YOUR ASSIGNMENT: Each line that includes the word "ProducerPanicked" should be copied from the records.

[Records from a collection]
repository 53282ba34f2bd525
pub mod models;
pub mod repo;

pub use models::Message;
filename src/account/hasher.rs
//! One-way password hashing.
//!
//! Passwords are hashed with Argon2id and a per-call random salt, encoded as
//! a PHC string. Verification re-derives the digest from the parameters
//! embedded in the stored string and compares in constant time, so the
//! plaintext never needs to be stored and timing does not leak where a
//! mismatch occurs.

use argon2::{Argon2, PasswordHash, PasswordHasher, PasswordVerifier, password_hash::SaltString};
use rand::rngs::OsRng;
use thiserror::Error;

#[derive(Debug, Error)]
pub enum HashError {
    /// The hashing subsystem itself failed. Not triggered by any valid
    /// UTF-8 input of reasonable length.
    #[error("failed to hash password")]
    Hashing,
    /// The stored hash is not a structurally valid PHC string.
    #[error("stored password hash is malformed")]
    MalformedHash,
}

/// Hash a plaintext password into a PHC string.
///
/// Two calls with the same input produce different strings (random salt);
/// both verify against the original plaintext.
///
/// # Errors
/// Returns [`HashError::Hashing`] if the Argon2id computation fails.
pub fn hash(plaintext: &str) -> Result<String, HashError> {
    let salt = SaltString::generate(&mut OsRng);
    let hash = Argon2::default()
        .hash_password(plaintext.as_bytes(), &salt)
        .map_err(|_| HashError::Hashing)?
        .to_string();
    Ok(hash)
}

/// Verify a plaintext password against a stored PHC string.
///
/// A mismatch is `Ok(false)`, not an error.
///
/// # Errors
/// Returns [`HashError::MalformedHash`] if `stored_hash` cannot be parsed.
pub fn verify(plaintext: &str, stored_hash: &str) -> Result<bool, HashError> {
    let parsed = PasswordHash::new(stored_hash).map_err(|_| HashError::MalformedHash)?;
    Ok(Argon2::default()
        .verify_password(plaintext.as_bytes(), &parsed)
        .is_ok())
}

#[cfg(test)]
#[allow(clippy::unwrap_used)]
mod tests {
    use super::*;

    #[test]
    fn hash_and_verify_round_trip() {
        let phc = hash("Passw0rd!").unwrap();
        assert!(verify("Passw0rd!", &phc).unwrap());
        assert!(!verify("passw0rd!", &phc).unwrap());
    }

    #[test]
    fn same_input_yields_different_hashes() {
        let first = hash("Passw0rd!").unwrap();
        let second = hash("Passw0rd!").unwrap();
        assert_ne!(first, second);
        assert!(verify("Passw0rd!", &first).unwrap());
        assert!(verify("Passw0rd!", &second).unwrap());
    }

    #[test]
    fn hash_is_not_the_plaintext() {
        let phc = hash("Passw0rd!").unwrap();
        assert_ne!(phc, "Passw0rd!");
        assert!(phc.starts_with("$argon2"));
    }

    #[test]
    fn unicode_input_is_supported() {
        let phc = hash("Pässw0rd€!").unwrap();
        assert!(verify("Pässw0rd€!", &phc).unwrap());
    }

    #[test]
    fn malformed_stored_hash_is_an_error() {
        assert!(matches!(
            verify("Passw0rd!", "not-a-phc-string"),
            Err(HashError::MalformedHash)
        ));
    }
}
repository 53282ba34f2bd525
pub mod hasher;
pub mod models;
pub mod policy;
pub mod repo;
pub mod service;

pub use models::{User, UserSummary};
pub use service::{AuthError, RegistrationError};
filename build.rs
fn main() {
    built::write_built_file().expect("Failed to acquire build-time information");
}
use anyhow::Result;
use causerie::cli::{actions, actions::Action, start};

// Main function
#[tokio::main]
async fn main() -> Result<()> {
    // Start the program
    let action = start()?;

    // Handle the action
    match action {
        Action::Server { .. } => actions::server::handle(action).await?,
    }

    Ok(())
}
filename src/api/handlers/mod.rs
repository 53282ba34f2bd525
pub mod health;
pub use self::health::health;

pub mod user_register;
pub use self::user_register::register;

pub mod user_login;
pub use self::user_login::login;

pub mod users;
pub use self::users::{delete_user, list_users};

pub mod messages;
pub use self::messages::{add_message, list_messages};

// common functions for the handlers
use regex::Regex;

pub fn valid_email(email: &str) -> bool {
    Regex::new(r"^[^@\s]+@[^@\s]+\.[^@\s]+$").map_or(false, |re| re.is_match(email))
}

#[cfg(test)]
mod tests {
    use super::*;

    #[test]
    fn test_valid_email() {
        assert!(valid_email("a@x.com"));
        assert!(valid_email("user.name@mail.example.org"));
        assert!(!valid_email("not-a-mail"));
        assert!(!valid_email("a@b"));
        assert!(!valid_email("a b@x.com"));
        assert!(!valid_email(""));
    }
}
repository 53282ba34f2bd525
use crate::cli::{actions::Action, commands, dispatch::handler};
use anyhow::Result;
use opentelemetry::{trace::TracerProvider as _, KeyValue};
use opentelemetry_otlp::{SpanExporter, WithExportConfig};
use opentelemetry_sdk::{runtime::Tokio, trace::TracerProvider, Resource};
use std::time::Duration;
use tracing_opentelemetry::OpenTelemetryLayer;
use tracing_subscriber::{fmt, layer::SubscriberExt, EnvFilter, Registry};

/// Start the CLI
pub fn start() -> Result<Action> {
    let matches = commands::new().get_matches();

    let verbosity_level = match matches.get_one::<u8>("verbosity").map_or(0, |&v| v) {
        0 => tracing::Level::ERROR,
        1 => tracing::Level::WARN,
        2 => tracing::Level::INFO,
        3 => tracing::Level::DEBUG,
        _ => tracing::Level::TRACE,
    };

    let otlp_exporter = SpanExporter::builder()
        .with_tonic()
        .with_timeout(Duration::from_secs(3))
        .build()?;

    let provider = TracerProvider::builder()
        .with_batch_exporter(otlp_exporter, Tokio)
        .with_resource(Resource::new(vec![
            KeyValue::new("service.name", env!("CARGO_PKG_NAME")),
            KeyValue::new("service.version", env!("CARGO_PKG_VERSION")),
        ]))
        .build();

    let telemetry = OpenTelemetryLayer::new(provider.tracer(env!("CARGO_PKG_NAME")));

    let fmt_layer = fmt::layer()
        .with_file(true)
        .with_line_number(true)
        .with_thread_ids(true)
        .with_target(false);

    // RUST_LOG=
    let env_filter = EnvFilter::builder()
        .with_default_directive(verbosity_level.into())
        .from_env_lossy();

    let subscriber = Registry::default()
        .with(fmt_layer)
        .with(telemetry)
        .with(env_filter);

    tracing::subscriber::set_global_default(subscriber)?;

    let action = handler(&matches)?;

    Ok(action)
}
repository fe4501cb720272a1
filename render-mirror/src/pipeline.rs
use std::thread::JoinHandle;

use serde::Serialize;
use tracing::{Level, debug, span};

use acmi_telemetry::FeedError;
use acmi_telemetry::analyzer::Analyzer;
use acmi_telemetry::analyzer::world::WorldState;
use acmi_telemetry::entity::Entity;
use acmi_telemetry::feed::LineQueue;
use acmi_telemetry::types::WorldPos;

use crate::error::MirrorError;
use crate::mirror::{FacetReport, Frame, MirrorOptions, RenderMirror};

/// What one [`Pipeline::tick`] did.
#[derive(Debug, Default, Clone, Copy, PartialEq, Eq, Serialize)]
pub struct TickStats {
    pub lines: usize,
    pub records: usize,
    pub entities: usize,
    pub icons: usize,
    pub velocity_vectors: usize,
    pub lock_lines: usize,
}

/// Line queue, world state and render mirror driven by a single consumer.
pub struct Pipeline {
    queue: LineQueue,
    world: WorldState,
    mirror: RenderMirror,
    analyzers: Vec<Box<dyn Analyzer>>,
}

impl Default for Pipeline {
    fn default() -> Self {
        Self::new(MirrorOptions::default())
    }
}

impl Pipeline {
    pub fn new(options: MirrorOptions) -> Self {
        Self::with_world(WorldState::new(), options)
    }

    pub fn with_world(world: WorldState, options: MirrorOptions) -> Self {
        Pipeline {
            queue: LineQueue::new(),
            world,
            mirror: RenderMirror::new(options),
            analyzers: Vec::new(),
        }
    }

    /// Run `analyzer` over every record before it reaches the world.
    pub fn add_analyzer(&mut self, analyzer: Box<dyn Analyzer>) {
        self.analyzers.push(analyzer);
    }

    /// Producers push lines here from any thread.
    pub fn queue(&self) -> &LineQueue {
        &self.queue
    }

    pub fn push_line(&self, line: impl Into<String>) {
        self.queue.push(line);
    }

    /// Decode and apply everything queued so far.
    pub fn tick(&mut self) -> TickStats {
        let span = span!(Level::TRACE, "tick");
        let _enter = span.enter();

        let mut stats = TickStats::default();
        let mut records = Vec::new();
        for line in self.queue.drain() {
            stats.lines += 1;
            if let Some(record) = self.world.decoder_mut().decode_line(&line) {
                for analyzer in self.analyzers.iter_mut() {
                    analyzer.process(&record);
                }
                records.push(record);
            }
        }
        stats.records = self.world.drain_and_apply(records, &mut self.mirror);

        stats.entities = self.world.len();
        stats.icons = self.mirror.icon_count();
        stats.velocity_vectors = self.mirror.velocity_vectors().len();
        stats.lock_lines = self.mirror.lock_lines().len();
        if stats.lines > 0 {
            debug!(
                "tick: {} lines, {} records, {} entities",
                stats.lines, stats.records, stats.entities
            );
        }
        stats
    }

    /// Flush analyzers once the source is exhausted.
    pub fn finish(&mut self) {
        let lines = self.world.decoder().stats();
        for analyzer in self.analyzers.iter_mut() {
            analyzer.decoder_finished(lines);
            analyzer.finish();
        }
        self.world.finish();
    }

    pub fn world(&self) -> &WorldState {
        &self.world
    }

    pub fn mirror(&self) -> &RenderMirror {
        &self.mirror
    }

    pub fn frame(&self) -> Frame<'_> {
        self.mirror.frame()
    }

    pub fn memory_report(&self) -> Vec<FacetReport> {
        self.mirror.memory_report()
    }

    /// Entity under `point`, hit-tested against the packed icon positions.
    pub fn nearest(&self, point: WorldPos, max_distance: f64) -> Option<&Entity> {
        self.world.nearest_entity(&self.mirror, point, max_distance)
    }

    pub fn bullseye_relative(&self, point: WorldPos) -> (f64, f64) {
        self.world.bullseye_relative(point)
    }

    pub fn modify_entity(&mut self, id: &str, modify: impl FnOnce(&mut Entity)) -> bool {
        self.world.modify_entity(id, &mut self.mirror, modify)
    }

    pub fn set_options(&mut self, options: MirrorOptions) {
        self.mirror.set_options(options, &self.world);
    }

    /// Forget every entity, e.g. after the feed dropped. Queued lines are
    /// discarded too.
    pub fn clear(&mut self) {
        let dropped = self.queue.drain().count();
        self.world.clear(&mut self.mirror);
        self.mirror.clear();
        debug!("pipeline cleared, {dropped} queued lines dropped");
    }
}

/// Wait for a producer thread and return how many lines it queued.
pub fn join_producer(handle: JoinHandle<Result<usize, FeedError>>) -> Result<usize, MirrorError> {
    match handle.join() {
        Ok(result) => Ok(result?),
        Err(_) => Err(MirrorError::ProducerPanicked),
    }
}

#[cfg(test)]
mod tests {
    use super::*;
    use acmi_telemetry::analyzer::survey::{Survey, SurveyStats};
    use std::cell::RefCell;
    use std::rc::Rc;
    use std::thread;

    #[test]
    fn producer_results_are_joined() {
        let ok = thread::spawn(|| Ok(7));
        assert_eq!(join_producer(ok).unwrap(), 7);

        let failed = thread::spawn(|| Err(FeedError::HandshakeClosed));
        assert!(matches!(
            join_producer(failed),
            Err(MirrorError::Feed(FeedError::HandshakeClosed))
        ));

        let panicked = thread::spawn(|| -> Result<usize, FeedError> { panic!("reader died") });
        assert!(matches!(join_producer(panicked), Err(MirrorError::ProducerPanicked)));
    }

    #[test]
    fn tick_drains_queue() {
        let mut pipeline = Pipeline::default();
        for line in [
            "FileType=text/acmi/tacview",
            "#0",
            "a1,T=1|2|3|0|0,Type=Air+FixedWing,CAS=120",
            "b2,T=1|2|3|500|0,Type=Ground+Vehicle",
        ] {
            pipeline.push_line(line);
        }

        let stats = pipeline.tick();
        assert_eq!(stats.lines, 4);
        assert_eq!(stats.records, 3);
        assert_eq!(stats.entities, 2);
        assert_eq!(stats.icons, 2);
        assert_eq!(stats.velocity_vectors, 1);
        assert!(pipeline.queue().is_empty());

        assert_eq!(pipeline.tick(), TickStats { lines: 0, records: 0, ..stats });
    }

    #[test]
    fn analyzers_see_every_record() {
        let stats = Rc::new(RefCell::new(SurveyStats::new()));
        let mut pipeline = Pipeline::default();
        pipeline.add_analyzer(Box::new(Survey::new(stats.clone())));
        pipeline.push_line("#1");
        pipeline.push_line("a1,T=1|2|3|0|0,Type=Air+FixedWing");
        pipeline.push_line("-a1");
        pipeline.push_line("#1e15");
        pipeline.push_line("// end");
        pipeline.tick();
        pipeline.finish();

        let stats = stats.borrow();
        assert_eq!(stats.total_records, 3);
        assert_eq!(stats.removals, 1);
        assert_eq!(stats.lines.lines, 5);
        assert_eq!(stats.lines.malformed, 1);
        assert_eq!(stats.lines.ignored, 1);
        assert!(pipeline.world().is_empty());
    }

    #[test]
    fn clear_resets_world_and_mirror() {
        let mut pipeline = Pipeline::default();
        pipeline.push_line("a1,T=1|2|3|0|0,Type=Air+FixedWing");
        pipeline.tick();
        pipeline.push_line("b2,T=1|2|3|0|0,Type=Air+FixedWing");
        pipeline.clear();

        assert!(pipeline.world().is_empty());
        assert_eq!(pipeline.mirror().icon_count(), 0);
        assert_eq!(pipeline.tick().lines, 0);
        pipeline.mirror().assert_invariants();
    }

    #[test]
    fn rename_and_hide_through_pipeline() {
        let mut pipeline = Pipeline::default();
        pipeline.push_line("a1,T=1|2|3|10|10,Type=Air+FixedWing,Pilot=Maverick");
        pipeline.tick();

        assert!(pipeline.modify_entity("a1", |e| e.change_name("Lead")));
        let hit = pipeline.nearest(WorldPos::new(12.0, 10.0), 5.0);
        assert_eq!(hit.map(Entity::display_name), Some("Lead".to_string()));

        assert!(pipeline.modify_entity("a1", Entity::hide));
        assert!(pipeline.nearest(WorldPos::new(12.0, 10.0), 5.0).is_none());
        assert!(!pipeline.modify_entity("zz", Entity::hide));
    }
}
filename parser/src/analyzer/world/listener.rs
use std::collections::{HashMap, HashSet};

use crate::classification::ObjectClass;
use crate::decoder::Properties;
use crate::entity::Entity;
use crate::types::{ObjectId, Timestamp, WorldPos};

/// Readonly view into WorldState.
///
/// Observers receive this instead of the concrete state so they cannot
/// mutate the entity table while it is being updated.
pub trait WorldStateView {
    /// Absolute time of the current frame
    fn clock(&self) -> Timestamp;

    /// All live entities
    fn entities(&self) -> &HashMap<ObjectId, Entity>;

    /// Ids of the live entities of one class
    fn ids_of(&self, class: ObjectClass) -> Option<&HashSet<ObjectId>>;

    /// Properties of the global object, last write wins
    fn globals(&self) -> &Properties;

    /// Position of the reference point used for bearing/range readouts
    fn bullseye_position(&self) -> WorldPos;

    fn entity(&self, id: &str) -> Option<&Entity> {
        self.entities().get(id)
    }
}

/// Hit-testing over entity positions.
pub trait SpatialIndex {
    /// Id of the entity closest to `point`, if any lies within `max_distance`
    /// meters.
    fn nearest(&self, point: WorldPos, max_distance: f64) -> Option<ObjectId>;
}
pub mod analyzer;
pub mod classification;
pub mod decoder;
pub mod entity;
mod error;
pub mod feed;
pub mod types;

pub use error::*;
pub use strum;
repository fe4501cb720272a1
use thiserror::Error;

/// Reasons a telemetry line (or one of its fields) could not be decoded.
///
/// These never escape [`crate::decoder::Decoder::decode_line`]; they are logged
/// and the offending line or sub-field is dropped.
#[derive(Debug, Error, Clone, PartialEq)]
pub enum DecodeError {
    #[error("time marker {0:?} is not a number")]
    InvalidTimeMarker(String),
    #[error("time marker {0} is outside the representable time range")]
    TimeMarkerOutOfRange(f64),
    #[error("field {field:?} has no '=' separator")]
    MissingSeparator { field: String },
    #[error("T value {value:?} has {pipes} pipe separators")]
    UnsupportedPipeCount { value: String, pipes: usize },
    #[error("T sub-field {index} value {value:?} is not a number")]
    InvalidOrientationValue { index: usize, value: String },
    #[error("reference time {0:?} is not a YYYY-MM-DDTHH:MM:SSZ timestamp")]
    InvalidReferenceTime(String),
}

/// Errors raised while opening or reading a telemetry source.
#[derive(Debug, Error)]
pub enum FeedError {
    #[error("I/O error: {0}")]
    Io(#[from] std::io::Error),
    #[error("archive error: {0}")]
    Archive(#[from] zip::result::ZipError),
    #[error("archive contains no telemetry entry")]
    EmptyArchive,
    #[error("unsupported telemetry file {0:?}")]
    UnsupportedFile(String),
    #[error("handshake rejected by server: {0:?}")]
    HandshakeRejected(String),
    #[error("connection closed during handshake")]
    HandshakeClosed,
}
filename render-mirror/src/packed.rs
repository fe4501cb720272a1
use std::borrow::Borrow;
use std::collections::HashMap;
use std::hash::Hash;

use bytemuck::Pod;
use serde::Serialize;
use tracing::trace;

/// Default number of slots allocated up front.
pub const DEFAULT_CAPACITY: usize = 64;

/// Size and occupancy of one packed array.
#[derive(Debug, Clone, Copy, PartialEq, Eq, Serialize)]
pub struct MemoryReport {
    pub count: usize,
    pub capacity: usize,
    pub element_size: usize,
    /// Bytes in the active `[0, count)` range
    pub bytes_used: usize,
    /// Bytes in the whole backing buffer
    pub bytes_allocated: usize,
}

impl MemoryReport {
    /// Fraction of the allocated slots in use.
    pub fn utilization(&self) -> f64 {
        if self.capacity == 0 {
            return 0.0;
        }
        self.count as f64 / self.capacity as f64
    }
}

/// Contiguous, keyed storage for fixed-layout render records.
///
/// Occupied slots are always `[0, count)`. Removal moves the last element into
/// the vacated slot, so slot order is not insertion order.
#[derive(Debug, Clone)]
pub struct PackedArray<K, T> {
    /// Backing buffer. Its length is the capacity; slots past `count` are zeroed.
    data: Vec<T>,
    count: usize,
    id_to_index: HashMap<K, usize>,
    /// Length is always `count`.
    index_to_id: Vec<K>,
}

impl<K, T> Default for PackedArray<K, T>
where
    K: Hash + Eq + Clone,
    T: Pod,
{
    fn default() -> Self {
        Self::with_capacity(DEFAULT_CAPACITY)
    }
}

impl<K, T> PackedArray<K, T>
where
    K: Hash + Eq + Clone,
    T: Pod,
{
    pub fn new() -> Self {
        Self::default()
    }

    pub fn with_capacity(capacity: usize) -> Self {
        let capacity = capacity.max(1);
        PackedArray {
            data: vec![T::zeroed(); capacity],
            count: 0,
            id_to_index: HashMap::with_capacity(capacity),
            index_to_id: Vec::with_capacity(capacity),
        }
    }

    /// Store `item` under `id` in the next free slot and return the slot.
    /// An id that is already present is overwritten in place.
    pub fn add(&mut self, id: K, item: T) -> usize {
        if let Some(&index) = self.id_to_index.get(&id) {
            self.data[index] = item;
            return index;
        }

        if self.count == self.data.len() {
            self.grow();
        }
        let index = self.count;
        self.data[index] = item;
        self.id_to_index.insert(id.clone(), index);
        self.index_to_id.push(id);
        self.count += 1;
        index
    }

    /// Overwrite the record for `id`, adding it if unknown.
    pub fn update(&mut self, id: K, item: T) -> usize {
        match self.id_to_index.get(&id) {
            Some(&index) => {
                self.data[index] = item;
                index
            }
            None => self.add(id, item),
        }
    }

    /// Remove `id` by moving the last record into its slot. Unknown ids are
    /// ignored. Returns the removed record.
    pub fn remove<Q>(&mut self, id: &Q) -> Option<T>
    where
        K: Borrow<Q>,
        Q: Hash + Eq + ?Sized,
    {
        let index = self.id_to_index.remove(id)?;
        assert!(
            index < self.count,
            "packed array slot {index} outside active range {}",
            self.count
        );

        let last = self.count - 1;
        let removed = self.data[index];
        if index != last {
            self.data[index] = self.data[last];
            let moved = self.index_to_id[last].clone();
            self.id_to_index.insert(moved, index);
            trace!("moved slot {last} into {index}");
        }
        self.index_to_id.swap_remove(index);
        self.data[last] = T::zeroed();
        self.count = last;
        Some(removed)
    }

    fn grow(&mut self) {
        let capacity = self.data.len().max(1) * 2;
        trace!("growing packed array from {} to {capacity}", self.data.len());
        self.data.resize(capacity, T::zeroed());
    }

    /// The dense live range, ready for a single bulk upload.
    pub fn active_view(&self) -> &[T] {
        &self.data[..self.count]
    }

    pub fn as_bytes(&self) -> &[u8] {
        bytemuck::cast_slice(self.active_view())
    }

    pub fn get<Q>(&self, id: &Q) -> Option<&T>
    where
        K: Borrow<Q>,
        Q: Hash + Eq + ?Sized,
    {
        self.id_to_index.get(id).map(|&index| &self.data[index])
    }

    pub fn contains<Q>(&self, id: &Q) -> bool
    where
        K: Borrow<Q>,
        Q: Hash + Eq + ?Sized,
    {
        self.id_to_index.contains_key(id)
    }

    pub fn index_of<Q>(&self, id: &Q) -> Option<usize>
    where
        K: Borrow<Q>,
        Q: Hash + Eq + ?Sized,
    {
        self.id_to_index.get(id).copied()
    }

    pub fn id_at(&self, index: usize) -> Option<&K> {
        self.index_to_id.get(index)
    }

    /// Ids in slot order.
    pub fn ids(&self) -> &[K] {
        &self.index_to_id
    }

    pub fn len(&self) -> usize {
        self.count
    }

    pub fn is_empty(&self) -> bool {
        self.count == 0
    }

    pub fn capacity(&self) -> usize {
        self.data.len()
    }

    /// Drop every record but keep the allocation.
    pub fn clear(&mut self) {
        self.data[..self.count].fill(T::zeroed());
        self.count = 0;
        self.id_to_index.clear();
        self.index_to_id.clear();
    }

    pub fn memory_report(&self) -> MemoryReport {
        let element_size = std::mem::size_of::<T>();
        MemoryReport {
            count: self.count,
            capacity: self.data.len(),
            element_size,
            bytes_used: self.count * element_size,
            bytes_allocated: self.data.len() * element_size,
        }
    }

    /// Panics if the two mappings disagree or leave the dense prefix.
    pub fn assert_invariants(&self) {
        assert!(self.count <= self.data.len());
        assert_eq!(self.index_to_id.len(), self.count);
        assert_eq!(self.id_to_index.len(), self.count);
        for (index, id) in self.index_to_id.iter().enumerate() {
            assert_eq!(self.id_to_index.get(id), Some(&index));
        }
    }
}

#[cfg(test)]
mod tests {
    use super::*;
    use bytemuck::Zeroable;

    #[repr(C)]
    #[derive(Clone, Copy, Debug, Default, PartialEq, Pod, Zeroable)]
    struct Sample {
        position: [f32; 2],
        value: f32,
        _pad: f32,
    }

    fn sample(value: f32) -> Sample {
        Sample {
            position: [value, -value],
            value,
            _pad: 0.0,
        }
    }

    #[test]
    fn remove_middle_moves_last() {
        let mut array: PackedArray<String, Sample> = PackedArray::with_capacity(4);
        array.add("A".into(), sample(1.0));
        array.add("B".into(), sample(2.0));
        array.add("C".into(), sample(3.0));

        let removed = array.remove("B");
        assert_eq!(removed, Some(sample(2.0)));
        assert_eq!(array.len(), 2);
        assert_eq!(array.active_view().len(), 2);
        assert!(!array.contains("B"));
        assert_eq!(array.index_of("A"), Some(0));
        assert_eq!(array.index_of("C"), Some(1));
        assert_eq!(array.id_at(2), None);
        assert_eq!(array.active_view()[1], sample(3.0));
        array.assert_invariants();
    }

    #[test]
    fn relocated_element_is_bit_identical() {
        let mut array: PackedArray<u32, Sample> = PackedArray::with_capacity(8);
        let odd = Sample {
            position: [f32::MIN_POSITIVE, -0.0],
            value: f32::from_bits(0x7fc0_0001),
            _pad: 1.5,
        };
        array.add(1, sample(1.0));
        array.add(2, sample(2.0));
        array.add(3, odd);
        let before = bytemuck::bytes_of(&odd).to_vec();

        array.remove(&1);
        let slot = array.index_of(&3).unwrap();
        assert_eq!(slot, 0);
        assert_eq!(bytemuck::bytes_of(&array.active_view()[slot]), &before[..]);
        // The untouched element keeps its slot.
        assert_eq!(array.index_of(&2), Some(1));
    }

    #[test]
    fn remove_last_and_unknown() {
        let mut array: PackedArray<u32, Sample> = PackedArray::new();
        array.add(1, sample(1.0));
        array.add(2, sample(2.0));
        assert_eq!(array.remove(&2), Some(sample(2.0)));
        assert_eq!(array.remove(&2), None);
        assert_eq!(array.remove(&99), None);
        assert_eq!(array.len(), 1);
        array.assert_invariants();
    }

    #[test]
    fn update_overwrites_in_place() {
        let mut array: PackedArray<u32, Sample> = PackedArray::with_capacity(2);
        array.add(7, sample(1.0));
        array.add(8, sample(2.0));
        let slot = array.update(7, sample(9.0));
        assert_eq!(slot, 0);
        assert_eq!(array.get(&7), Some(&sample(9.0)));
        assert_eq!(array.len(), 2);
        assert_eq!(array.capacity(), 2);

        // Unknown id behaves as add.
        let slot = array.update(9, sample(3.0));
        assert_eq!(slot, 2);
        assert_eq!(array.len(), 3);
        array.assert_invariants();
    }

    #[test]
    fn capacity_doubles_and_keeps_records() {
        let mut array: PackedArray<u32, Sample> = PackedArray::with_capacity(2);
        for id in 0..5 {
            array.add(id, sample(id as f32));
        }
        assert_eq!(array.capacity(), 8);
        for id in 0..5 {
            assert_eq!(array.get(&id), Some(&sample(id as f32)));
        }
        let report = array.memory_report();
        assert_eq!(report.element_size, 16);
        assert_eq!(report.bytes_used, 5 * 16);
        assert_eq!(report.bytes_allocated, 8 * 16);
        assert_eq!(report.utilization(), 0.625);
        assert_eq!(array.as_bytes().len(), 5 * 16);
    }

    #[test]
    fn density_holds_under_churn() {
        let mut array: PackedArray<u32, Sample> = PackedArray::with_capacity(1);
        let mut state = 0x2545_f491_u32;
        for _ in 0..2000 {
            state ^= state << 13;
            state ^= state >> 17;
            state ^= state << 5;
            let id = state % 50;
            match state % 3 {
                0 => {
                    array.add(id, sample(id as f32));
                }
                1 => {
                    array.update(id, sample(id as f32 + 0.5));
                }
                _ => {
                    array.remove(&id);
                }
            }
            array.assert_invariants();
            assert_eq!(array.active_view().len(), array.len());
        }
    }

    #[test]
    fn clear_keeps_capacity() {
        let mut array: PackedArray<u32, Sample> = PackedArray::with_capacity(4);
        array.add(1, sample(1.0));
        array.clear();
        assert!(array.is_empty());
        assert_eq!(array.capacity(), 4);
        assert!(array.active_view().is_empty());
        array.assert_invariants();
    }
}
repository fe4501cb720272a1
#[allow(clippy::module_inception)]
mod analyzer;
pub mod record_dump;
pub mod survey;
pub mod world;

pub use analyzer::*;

SOLUTION TO THIS EXERCISE:
        Err(_) => Err(MirrorError::ProducerPanicked),
        assert!(matches!(join_producer(panicked), Err(MirrorError::ProducerPanicked)));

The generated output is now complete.